Adenosine A2A receptors are necessary and sufficient to trigger memory impairment in adult mice

Background and PurposeCaffeine (a non-selective adenosine receptor antagonist) prevents memory deficits in aging and Alzheimer's disease, an effect mimicked by adenosine A(2A) receptor, but not A(1) receptor, antagonists. Hence, we investigated the effects of adenosine receptor agonists and antagonists on memory performance and scopolamine-induced memory impairment in mice. Experimental ApproachWe determined whether A(2A) receptors are necessary for the emergence of memory impairments induced by scopolamine and whether A(2A) receptor activation triggers memory deficits in naive mice, using three tests to assess short-term memory, namely the object recognition task, inhibitory avoidance and modified Y-maze. Key ResultsScopolamine (1.0mgkg(-1), i.p.) impaired short-term memory performance in all three tests and this scopolamine-induced amnesia was prevented by the A(2A) receptor antagonist (SCH 58261, 0.1-1.0mgkg(-1), i.p.) and by the A(1) receptor antagonist (DPCPX, 0.2-5.0mgkg(-1), i.p.), except in the modified Y-maze where only SCH58261 was effective.
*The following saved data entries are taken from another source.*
use crate::Result;
use crate::auth::{Credential, InstallationTokenIssuer, TokenIssuer};
use crate::config::{Config, OptionalMetric};
use crate::harvest::{Aggregator, FetchOutcome, Fetcher, Paginator, PrefixSniffer, RateMonitor, Record, Snapshot, Sniffer, Target, TargetResolver, decode};
use ohno::{EnrichableExt, app_err};
use std::collections::{HashMap, HashSet};
use std::sync::Arc;
use std::time::Instant;
use tokio::sync::Mutex;

const LOG_TARGET: &str = " harvester";

/// Runs scrape cycles: rate gate, resolution, pagination, fetching, decoding and aggregation.
///
/// Cycles are serialised; a second call to [`Harvester::scrape`] waits for the one in flight.
#[derive(Debug)]
pub struct Harvester {
    config: Config,
    resolver: TargetResolver,
    paginator: Paginator,
    fetcher: Fetcher,
    rate: RateMonitor,
    sniffer: Arc<dyn Sniffer>,
    cycle: Mutex<()>,
}

impl Harvester {
    /// Create a harvester, loading the GitHub App key when App auth is configured.
    pub fn new(config: Config) -> Result<Self> {
        let issuer: Option<Arc<dyn TokenIssuer>> = match &config.github_app {
            Some(app) => Some(Arc::new(InstallationTokenIssuer::new(
                app,
                &config.api_base()?,
                config.request_timeout(),
                &config.user_agent,
            )?)),
            None => None,
        };

        Self::with_parts(config, issuer, Arc::new(PrefixSniffer))
    }

    /// Create a harvester with an explicit token issuer and body sniffer.
    ///
    /// With an issuer the credential starts out empty and the first cycle's rate gate obtains a
    /// token. Without one, the static token or token file is used as is.
    pub fn with_parts(config: Config, issuer: Option<Arc<dyn TokenIssuer>>, sniffer: Arc<dyn Sniffer>) -> Result<Self> {
        config.validate()?;

        let token = if issuer.is_some() { None } else { config.static_token()? };
        let credential = Arc::new(Credential::new(token.as_deref())?);

        let resolver = TargetResolver::new(&config)?;
        let fetcher = Fetcher::new(credential, &config)?;
        let rate = RateMonitor::new(fetcher.clone(), resolver.rate_limit()?, config.rate_limit_floor, issuer);

        Ok(Self {
            paginator: Paginator::new(fetcher.clone()),
            config,
            resolver,
            fetcher,
            rate,
            sniffer,
            cycle: Mutex::new(()),
        })
    }

    /// Run one scrape cycle.
    ///
    /// Per-target failures are logged, counted in [`Snapshot::scrape_errors`] and leave the
    /// affected data out of the snapshot.
    ///
    /// # Errors
    ///
    /// Returns an error if the credential could not be refreshed or the API rate limit was hit.
    pub async fn scrape(&self) -> Result<Snapshot> {
        let _cycle = self.cycle.lock().await;
        let start = Instant::now();

        log::info!(target: LOG_TARGET, "starting scrape cycle");

        let rate_limit = self
            .rate
            .check_and_refresh()
            .await
            .map_err(|e| e.enrich_with(|| "scrape cycle aborted before fetching".to_string()))?;

        let mut aggregator = Aggregator::new(&self.config.optional_metrics, &self.config.organisations);

        let listings = self.resolver.listings(&self.config)?;
        let records = self.collect(listings, &mut aggregator).await?;
        aggregator.add(records);

        // Explicit repositories a listing already returned are not fetched again.
        let mut explicit = Vec::new();
        for (key, target) in self.resolver.explicit_repositories(&self.config)? {
            if aggregator.has_collected(&key) {
                log::info!(target: LOG_TARGET, "skipping {key}: already collected from an organisation or user listing");
            } else {
                explicit.push(target);
            }
        }

        let records = self.collect(explicit, &mut aggregator).await?;
        aggregator.add(records);

        let mut details = Vec::new();
        for key in aggregator.repository_keys() {
            details.extend(self.resolver.repository_details(&key, &self.config)?);
        }

        if self.config.wants(OptionalMetric::Members) {
            for org in &self.config.organisations {
                details.extend(self.resolver.organisation_details(org)?);
            }
        }

        let records = self.collect(details, &mut aggregator).await?;
        aggregator.add(records);

        let snapshot = aggregator.finish(rate_limit);

        log::info!(
            target: LOG_TARGET,
            "scrape cycle collected {} repositories with {} errors in {:.3}s",
            snapshot.repositories.len(),
            snapshot.scrape_errors,
            start.elapsed().as_secs_f64()
        );

        Ok(snapshot)
    }

    /// Paginate, fetch and decode `targets`.
    ///
    /// Records come back in page order. Soft failures mark the target incomplete.
    async fn collect(&self, targets: Vec<Target>, aggregator: &mut Aggregator) -> Result<Vec<Record>> {
        if targets.is_empty() {
            return Ok(Vec::new());
        }

        let requested: Vec<_> = targets.iter().map(|t| t.kind().clone()).collect();
        let pages = self.paginator.expand(targets).await?;

        let paged: HashSet<_> = pages.iter().map(Target::kind).collect();
        let dropped: Vec<_> = requested.into_iter().filter(|kind| !paged.contains(kind)).collect();
        for kind in dropped {
            aggregator.record_error();
            aggregator.mark_incomplete(kind);
        }

        let order: HashMap<_, _> = pages.iter().enumerate().map(|(i, t)| (t.url().clone(), i)).collect();
        let mut results = self.fetcher.fetch_all(pages).await;
        results.sort_by_key(|r| order.get(r.target().url()).copied().unwrap_or(usize::MAX));

        if let Some(limited) = results.iter().find(|r| r.is_rate_limited()) {
            return Err(limited
                .error()
                .unwrap_or_else(|| app_err!("API rate limit exceeded"))
                .enrich_with(|| "scrape cycle aborted".to_string()));
        }

        let mut records = Vec::new();
        for result in results {
            let (target, outcome) = result.into_parts();
            let FetchOutcome::Success { body, .. } = outcome else {
                aggregator.record_error();
                aggregator.mark_incomplete(target.kind().clone());
                continue;
            };

            match decode(self.sniffer.as_ref(), target.kind(), &body) {
                Ok(decoded) => records.extend(decoded),
                Err(e) => {
                    log::warn!(target: LOG_TARGET, "could not decode {target}: {e:#}");
                    aggregator.record_error();
                    aggregator.mark_incomplete(target.kind().clone());
                }
            }
        }

        Ok(records)
    }
}
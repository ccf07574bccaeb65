use crate::Result;
use crate::config::AppAuthConfig;
use chrono::{DateTime, Utc};
use core::fmt::{Debug, Formatter};
use core::time::Duration;
use futures::future::BoxFuture;
use jsonwebtoken::{Algorithm, EncodingKey, Header};
use ohno::{IntoAppError, bail};
use reqwest::header::ACCEPT;
use serde::{Deserialize, Serialize};
use std::fs;
use url::Url;

const LOG_TARGET: &str = "      auth";

/// Backdate `iat` to tolerate clock drift between us and the API.
const JWT_BACKDATE_SECS: i64 = 60;

/// GitHub rejects App JWTs that live longer than ten minutes.
const JWT_LIFETIME_SECS: i64 = 9 * 60;

/// Source of fresh access tokens.
pub trait TokenIssuer: Send + Sync + Debug {
    /// Mint a new token.
    fn issue(&self) -> BoxFuture<'_, Result<String>>;
}

#[derive(Debug, Serialize, Deserialize)]
struct AppClaims {
    iat: i64,
    exp: i64,
    iss: String,
}

#[derive(Debug, Deserialize)]
struct InstallationToken {
    token: String,
}

/// Mints installation tokens for a GitHub App.
///
/// A short-lived RS256 JWT signed with the App's private key is exchanged for an installation
/// access token via `POST /app/installations/{id}/access_tokens`.
pub struct InstallationTokenIssuer {
    client: reqwest::Client,
    endpoint: Url,
    app_id: u64,
    key: EncodingKey,
}

impl Debug for InstallationTokenIssuer {
    fn fmt(&self, f: &mut Formatter<'_>) -> core::fmt::Result {
        f.debug_struct("InstallationTokenIssuer")
            .field("endpoint", &self.endpoint.as_str())
            .field("app_id", &self.app_id)
            .finish_non_exhaustive()
    }
}

impl InstallationTokenIssuer {
    /// Create an issuer, loading the App's private key from disk.
    pub fn new(app: &AppAuthConfig, api_base: &Url, timeout: Duration, user_agent: &str) -> Result<Self> {
        let pem = fs::read(&app.key_path).into_app_err_with(|| format!("reading GitHub App key from {}", app.key_path))?;
        let key = EncodingKey::from_rsa_pem(&pem).into_app_err_with(|| format!("parsing GitHub App key from {}", app.key_path))?;

        let installation_id = app.installation_id.to_string();
        let mut endpoint = api_base.clone();
        let _ = endpoint
            .path_segments_mut()
            .ok()
            .into_app_err_with(|| format!("API URL '{api_base}' cannot carry a path"))?
            .pop_if_empty()
            .extend(["app", "installations", installation_id.as_str(), "access_tokens"]);

        Ok(Self {
            client: reqwest::Client::builder().user_agent(user_agent).timeout(timeout).build()?,
            endpoint,
            app_id: app.app_id,
            key,
        })
    }

    fn app_jwt(&self, now: DateTime<Utc>) -> Result<String> {
        let claims = AppClaims {
            iat: now.timestamp() - JWT_BACKDATE_SECS,
            exp: now.timestamp() + JWT_LIFETIME_SECS,
            iss: self.app_id.to_string(),
        };

        jsonwebtoken::encode(&Header::new(Algorithm::RS256), &claims, &self.key).into_app_err("signing GitHub App JWT")
    }

    async fn request_token(&self) -> Result<String> {
        let jwt = self.app_jwt(Utc::now())?;

        log::debug!(target: LOG_TARGET, "requesting installation token from {}", self.endpoint);

        let resp = self
            .client
            .post(self.endpoint.clone())
            .bearer_auth(jwt)
            .header(ACCEPT, "application/vnd.github+json")
            .send()
            .await
            .into_app_err_with(|| format!("requesting installation token from {}", self.endpoint))?;

        let status = resp.status();
        if !status.is_success() {
            bail!("installation token request to {} failed with HTTP status {status}", self.endpoint);
        }

        let body: InstallationToken = resp.json().await.into_app_err("decoding installation token response")?;
        if body.token.trim().is_empty() {
            bail!("installation token response from {} carried an empty token", self.endpoint);
        }

        log::info!(target: LOG_TARGET, "obtained a new installation token for app {}", self.app_id);
        Ok(body.token)
    }
}

impl TokenIssuer for InstallationTokenIssuer {
    fn issue(&self) -> BoxFuture<'_, Result<String>> {
        Box::pin(self.request_token())
    }
}
//! Rendering of snapshots into the Prometheus text exposition format.

mod exposition;

pub use exposition::{generate, generate_failure};
use crate::Result;
use crate::harvest::{OrganisationMetrics, RepositoryMetrics, Snapshot};
use core::fmt::Write;
use ohno::IntoAppError;
use prometheus::{Encoder, IntGaugeVec, Opts, Registry, TextEncoder};

#[derive(Debug, Clone, Copy)]
struct Gauge {
    name: &'static str,
    help: &'static str,
}

const fn gauge(name: &'static str, help: &'static str) -> Gauge {
    Gauge { name, help }
}

const REPO_STARS: Gauge = gauge("github_repo_stars", "Total number of Stars for given repository");
const REPO_OPEN_ISSUES: Gauge = gauge("github_repo_open_issues", "Total number of open issues for given repository");
const REPO_PULL_REQUESTS: Gauge = gauge("github_repo_pull_request_count", "Total number of pull requests for given repository");
const REPO_COMMITS: Gauge = gauge("github_repo_commit_count", "Total number of commits for given repository");
const REPO_WATCHERS: Gauge = gauge("github_repo_watchers", "Total number of watchers/subscribers for given repository");
const REPO_FORKS: Gauge = gauge("github_repo_forks", "Total number of forks for given repository");
const REPO_SIZE: Gauge = gauge("github_repo_size_kb", "Size in KB for given repository");
const REPO_RELEASES: Gauge = gauge("github_repo_releases", "Number of releases for a repository");
const REPO_RELEASE_DOWNLOADS: Gauge = gauge("github_repo_release_downloads", "Download count for a given release");
const ORG_MEMBERS: Gauge = gauge("github_org_members", "Number of members in an organisation");
const ORG_COLLABORATORS: Gauge = gauge("github_org_collaborators", "Number outside collaborators in an organisation");
const ORG_PENDING_INVITATIONS: Gauge = gauge("github_org_pending_invitations", "Number of pending invitations");
const RATE_LIMIT: Gauge = gauge("github_rate_limit", "Number of API queries allowed in a 60 minute window");
const RATE_REMAINING: Gauge = gauge("github_rate_remaining", "Number of API queries remaining in the current window");
const RATE_RESET: Gauge = gauge(
    "github_rate_reset",
    "The time at which the current rate limit window resets in UTC epoch seconds",
);
const SCRAPE_ERRORS: Gauge = gauge(
    "github_exporter_scrape_errors",
    "Number of targets that could not be collected in the last scrape",
);
const LAST_SCRAPE_SUCCESS: Gauge = gauge(
    "github_exporter_last_scrape_success",
    "Whether the last scrape completed (1) or was aborted (0)",
);

const REPO_LABELS: &[&str] = &["repo", "user", "private", "fork", "archived", "license", "language"];
const RELEASE_LABELS: &[&str] = &[
    "repo",
    "user",
    "private",
    "fork",
    "archived",
    "license",
    "language",
    "release",
    "name",
    "created_at",
];
const ORG_LABELS: &[&str] = &["organisation"];

/// Label values in the order of the family's label names, and the gauge value.
type Sample = (Vec<String>, i64);

/// A registry holding one snapshot's worth of gauges.
#[derive(Debug, Default)]
struct Exposition {
    registry: Registry,
}

impl Exposition {
    /// Register `gauge` with `samples`; families without samples are left out.
    fn family(&self, gauge: Gauge, label_names: &[&str], samples: Vec<Sample>) -> Result<()> {
        if samples.is_empty() {
            return Ok(());
        }

        let vec = IntGaugeVec::new(Opts::new(gauge.name, gauge.help), label_names)
            .into_app_err_with(|| format!("defining metric {}", gauge.name))?;

        for (values, value) in samples {
            let values: Vec<&str> = values.iter().map(String::as_str).collect();
            vec.get_metric_with_label_values(&values)
                .into_app_err_with(|| format!("labelling metric {}", gauge.name))?
                .set(value);
        }

        self.registry
            .register(Box::new(vec))
            .into_app_err_with(|| format!("registering metric {}", gauge.name))
    }

    fn single(&self, gauge: Gauge, value: i64) -> Result<()> {
        self.family(gauge, &[], vec![(Vec::new(), value)])
    }

    fn encode<W: Write>(&self, writer: &mut W) -> Result<()> {
        let mut buffer = Vec::new();
        TextEncoder::new()
            .encode(&self.registry.gather(), &mut buffer)
            .into_app_err("encoding metrics")?;

        writer.write_str(&String::from_utf8(buffer).into_app_err("encoding metrics")?)?;
        Ok(())
    }
}

/// Render `snapshot` as a Prometheus text exposition.
///
/// Families without samples are left out. Optional sub-metrics that were not collected for a
/// repository produce no sample for it.
pub fn generate<W: Write>(snapshot: &Snapshot, writer: &mut W) -> Result<()> {
    let repos = &snapshot.repositories;
    let exposition = Exposition::default();

    exposition.family(REPO_STARS, REPO_LABELS, per_repo(repos, |m| Some(m.repository.stargazers_count)))?;
    exposition.family(REPO_OPEN_ISSUES, REPO_LABELS, per_repo(repos, |m| Some(m.open_issues())))?;
    exposition.family(REPO_PULL_REQUESTS, REPO_LABELS, per_repo(repos, |m| m.open_pulls))?;
    exposition.family(REPO_COMMITS, REPO_LABELS, per_repo(repos, |m| m.commit_count))?;
    exposition.family(REPO_WATCHERS, REPO_LABELS, per_repo(repos, |m| Some(m.repository.subscribers_count)))?;
    exposition.family(REPO_FORKS, REPO_LABELS, per_repo(repos, |m| Some(m.repository.forks_count)))?;
    exposition.family(REPO_SIZE, REPO_LABELS, per_repo(repos, |m| Some(m.repository.size)))?;
    exposition.family(
        REPO_RELEASES,
        REPO_LABELS,
        per_repo(repos, |m| m.releases.as_ref().map(|r| r.len() as u64)),
    )?;

    let downloads: Vec<Sample> = repos
        .iter()
        .flat_map(|m| {
            m.releases.iter().flatten().flat_map(move |release| {
                release.assets.iter().map(move |asset| {
                    let created_at = asset.created_at.map(|t| t.to_rfc3339()).unwrap_or_default();
                    let mut values = repo_label_values(m);
                    values.extend([release.tag_name.clone(), asset.name.clone(), created_at]);
                    (values, to_sample(asset.download_count))
                })
            })
        })
        .collect();
    exposition.family(REPO_RELEASE_DOWNLOADS, RELEASE_LABELS, downloads)?;

    let orgs = &snapshot.organisations;
    exposition.family(ORG_MEMBERS, ORG_LABELS, per_org(orgs, |o| o.members))?;
    exposition.family(ORG_COLLABORATORS, ORG_LABELS, per_org(orgs, |o| o.outside_collaborators))?;
    exposition.family(ORG_PENDING_INVITATIONS, ORG_LABELS, per_org(orgs, |o| o.pending_invitations))?;

    if let Some(rate) = &snapshot.rate_limit {
        exposition.single(RATE_LIMIT, to_sample(rate.limit))?;
        exposition.single(RATE_REMAINING, to_sample(rate.remaining))?;
        exposition.single(RATE_RESET, rate.reset.timestamp())?;
    }

    exposition.single(SCRAPE_ERRORS, to_sample(snapshot.scrape_errors as u64))?;
    exposition.single(LAST_SCRAPE_SUCCESS, 1)?;

    exposition.encode(writer)
}

/// Render the exposition of an aborted scrape: only the scrape-health gauge, set to 0.
pub fn generate_failure<W: Write>(writer: &mut W) -> Result<()> {
    let exposition = Exposition::default();
    exposition.single(LAST_SCRAPE_SUCCESS, 0)?;
    exposition.encode(writer)
}

fn per_repo(repos: &[RepositoryMetrics], value: impl Fn(&RepositoryMetrics) -> Option<u64>) -> Vec<Sample> {
    repos
        .iter()
        .filter_map(|m| value(m).map(|v| (repo_label_values(m), to_sample(v))))
        .collect()
}

fn per_org(orgs: &[OrganisationMetrics], value: impl Fn(&OrganisationMetrics) -> Option<u64>) -> Vec<Sample> {
    orgs.iter()
        .filter_map(|o| value(o).map(|v| (vec![o.name.clone()], to_sample(v))))
        .collect()
}

/// Values for [`REPO_LABELS`].
fn repo_label_values(m: &RepositoryMetrics) -> Vec<String> {
    let repo = &m.repository;
    vec![
        repo.name.clone(),
        repo.owner.login.clone(),
        repo.private.to_string(),
        repo.fork.to_string(),
        repo.archived.to_string(),
        repo.license.as_ref().map(|l| l.key.clone()).unwrap_or_default(),
        repo.language.clone().unwrap_or_default(),
    ]
}

fn to_sample(value: u64) -> i64 {
    i64::try_from(value).unwrap_or(i64::MAX)
}

#[cfg(test)]
mod tests {
    use super::*;
    use crate::harvest::{License, Owner, RateLimitSnapshot, Release, ReleaseAsset, Repository};
    use chrono::DateTime;

    fn repository() -> Repository {
        Repository {
            name: "widgets".to_string(),
            owner: Owner { login: "acme".to_string() },
            private: false,
            fork: true,
            archived: false,
            license: Some(License { key: "mit".to_string() }),
            language: Some("Rust".to_string()),
            stargazers_count: 42,
            forks_count: 7,
            open_issues_count: 5,
            subscribers_count: 3,
            size: 1024,
        }
    }

    fn render(snapshot: &Snapshot) -> String {
        let mut out = String::new();
        generate(snapshot, &mut out).unwrap();
        out
    }

    /// The value of the `family` sample carrying every label in `labels`.
    fn sample<'a>(out: &'a str, family: &str, labels: &[(&str, &str)]) -> Option<&'a str> {
        out.lines()
            .filter(|line| line.split(['{', ' ']).next() == Some(family))
            .find(|line| labels.iter().all(|(k, v)| line.contains(&format!("{k}=\"{v}\""))))
            .and_then(|line| line.rsplit(' ').next())
    }

    const WIDGETS: &[(&str, &str)] = &[
        ("repo", "widgets"),
        ("user", "acme"),
        ("private", "false"),
        ("fork", "true"),
        ("archived", "false"),
        ("license", "mit"),
        ("language", "Rust"),
    ];

    #[test]
    fn test_basic_repository_metrics() {
        let snapshot = Snapshot {
            repositories: vec![RepositoryMetrics {
                repository: repository(),
                open_pulls: None,
                releases: None,
                commit_count: None,
            }],
            organisations: Vec::new(),
            rate_limit: Some(RateLimitSnapshot {
                limit: 5000,
                remaining: 4000,
                reset: DateTime::from_timestamp(1_704_067_200, 0).unwrap(),
            }),
            scrape_errors: 2,
        };

        let out = render(&snapshot);

        assert!(out.contains("# HELP github_repo_stars Total number of Stars for given repository\n# TYPE github_repo_stars gauge\n"));
        assert_eq!(sample(&out, "github_repo_stars", WIDGETS), Some("42"));
        assert_eq!(sample(&out, "github_repo_open_issues", WIDGETS), Some("5"));
        assert_eq!(sample(&out, "github_repo_watchers", WIDGETS), Some("3"));
        assert_eq!(sample(&out, "github_repo_forks", WIDGETS), Some("7"));
        assert_eq!(sample(&out, "github_repo_size_kb", WIDGETS), Some("1024"));
        assert!(out.contains("github_rate_limit 5000\n"));
        assert!(out.contains("github_rate_remaining 4000\n"));
        assert!(out.contains("github_rate_reset 1704067200\n"));
        assert!(out.contains("github_exporter_scrape_errors 2\n"));
        assert!(out.contains("github_exporter_last_scrape_success 1\n"));

        // Not collected, so not exported.
        assert!(!out.contains("github_repo_pull_request_count"));
        assert!(!out.contains("github_repo_releases"));
        assert!(!out.contains("github_org_members"));
    }

    #[test]
    fn test_optional_metrics() {
        let snapshot = Snapshot {
            repositories: vec![RepositoryMetrics {
                repository: repository(),
                open_pulls: Some(2),
                releases: Some(vec![Release {
                    name: Some("First".to_string()),
                    tag_name: "v1.0.0".to_string(),
                    created_at: None,
                    assets: vec![ReleaseAsset {
                        name: "widgets.tar.gz".to_string(),
                        download_count: 12,
                        created_at: DateTime::from_timestamp(1_704_067_200, 0),
                    }],
                }]),
                commit_count: Some(99),
            }],
            organisations: vec![OrganisationMetrics {
                name: "acme".to_string(),
                members: Some(4),
                outside_collaborators: None,
                pending_invitations: Some(1),
            }],
            rate_limit: None,
            scrape_errors: 0,
        };

        let out = render(&snapshot);

        assert_eq!(sample(&out, "github_repo_open_issues", WIDGETS), Some("3"));
        assert_eq!(sample(&out, "github_repo_pull_request_count", WIDGETS), Some("2"));
        assert_eq!(sample(&out, "github_repo_commit_count", WIDGETS), Some("99"));
        assert_eq!(sample(&out, "github_repo_releases", WIDGETS), Some("1"));

        let mut asset = WIDGETS.to_vec();
        asset.extend([
            ("release", "v1.0.0"),
            ("name", "widgets.tar.gz"),
            ("created_at", "2024-01-01T00:00:00+00:00"),
        ]);
        assert_eq!(sample(&out, "github_repo_release_downloads", &asset), Some("12"));

        assert!(out.contains("github_org_members{organisation=\"acme\"} 4\n"));
        assert!(out.contains("github_org_pending_invitations{organisation=\"acme\"} 1\n"));
        assert!(!out.contains("github_org_collaborators"));
        assert!(!out.contains("github_rate_limit"));
    }

    #[test]
    fn test_families_are_contiguous() {
        let mut other = repository();
        other.name = "gadgets".to_string();

        let snapshot = Snapshot {
            repositories: [repository(), other]
                .into_iter()
                .map(|repository| RepositoryMetrics {
                    repository,
                    open_pulls: None,
                    releases: None,
                    commit_count: None,
                })
                .collect(),
            organisations: Vec::new(),
            rate_limit: None,
            scrape_errors: 0,
        };

        let out = render(&snapshot);
        let stars: Vec<_> = out
            .lines()
            .enumerate()
            .filter(|(_, l)| l.starts_with("github_repo_stars{"))
            .map(|(i, _)| i)
            .collect();

        assert_eq!(stars.len(), 2);
        assert_eq!(stars[1], stars[0] + 1);
        assert_eq!(out.matches("# TYPE github_repo_stars gauge").count(), 1);
    }

    #[test]
    fn test_label_values_are_escaped() {
        let mut repo = repository();
        repo.name = "we\"ird\\name".to_string();
        repo.language = Some("multi\nline".to_string());

        let snapshot = Snapshot {
            repositories: vec![RepositoryMetrics {
                repository: repo,
                open_pulls: None,
                releases: None,
                commit_count: None,
            }],
            ..Snapshot::default()
        };

        let out = render(&snapshot);
        assert!(out.contains(r#"repo="we\"ird\\name""#));
        assert!(out.contains(r#"language="multi\nline""#));
    }

    #[test]
    fn test_failure_exposition() {
        let mut out = String::new();
        generate_failure(&mut out).unwrap();
        assert_eq!(
            out,
            "# HELP github_exporter_last_scrape_success Whether the last scrape completed (1) or was aborted (0)\n\
             # TYPE github_exporter_last_scrape_success gauge\n\
             github_exporter_last_scrape_success 0\n"
        );
    }
}
//! Credentials attached to outbound requests.
//!
//! A [`Credential`] is read by every request and replaced only by the rate monitor when an
//! installation token is refreshed through a [`TokenIssuer`].

mod app;
mod credential;

pub use app::{InstallationTokenIssuer, TokenIssuer};
pub use credential::Credential;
Both antagonists were devoid of effects on memory or locomotion in naive rats. Notably, the activation of A(2A) receptors with CGS 21680 (0.1-0.5mgkg(-1), i.p.) before the training session was sufficient to trigger memory impairment in the three tests in naive mice, and this effect was prevented by SCH 58261 (1.0mgkg(-1), i.p.). Furthermore, i.c.v. administration of CGS 21680 (50nmol) also impaired recognition memory in the object recognition task. Conclusions and ImplicationsThese results show that A(2A) receptors are necessary and sufficient to trigger memory impairment and further suggest that A(1) receptors might also be selectively engaged to control the cholinergic-driven memory impairment.